## PROBLEM DETAILS
Every line below that holds the string "unparsable" must be copied.

## ENTRIES PROVIDED
------
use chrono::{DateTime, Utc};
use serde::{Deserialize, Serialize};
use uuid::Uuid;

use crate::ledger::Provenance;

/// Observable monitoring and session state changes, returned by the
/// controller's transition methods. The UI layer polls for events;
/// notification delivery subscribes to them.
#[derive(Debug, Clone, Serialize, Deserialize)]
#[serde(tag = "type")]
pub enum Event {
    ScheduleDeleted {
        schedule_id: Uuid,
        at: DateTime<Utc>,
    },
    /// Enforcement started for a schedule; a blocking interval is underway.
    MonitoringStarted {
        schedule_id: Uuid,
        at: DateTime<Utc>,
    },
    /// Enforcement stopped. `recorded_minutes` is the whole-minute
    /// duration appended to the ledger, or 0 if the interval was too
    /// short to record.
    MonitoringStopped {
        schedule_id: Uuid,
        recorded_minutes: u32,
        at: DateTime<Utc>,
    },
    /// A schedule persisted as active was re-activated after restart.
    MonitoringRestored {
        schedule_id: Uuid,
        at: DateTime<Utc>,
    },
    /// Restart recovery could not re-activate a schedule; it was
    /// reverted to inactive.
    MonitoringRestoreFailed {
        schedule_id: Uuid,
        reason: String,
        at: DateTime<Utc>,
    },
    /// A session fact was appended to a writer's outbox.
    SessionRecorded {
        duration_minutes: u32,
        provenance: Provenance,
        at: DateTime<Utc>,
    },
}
------
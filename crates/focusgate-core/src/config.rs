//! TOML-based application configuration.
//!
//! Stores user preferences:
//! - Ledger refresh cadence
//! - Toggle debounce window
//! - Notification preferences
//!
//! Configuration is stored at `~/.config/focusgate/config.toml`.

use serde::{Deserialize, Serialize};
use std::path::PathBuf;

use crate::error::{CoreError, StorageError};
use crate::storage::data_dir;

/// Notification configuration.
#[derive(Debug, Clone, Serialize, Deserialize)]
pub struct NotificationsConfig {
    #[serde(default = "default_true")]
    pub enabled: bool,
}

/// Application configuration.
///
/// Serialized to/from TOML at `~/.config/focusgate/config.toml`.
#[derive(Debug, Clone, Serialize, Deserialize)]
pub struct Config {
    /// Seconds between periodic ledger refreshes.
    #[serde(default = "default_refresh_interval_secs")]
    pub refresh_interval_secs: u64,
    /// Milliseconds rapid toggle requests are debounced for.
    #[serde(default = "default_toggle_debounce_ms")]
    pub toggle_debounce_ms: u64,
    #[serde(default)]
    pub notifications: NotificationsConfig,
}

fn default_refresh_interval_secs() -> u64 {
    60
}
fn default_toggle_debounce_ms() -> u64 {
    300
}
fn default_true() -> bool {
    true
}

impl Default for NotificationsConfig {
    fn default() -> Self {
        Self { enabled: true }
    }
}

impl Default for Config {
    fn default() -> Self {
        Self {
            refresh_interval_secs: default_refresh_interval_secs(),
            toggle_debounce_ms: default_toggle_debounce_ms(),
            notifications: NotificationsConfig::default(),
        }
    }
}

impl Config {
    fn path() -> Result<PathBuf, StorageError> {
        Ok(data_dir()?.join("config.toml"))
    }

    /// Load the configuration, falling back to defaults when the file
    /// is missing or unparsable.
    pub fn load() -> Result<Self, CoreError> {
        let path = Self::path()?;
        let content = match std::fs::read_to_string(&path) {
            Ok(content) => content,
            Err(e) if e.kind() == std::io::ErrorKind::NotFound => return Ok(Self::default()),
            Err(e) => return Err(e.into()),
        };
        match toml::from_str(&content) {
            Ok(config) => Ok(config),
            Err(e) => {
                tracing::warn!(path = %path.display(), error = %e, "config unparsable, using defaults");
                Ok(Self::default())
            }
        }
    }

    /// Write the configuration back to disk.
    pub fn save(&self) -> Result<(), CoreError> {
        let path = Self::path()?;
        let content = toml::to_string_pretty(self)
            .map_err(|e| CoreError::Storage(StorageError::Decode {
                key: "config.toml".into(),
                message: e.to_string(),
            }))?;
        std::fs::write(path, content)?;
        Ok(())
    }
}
------
## REPLY TO THE TASK
    /// is missing or unparsable.
                tracing::warn!(path = %path.display(), error = %e, "config unparsable, using defaults");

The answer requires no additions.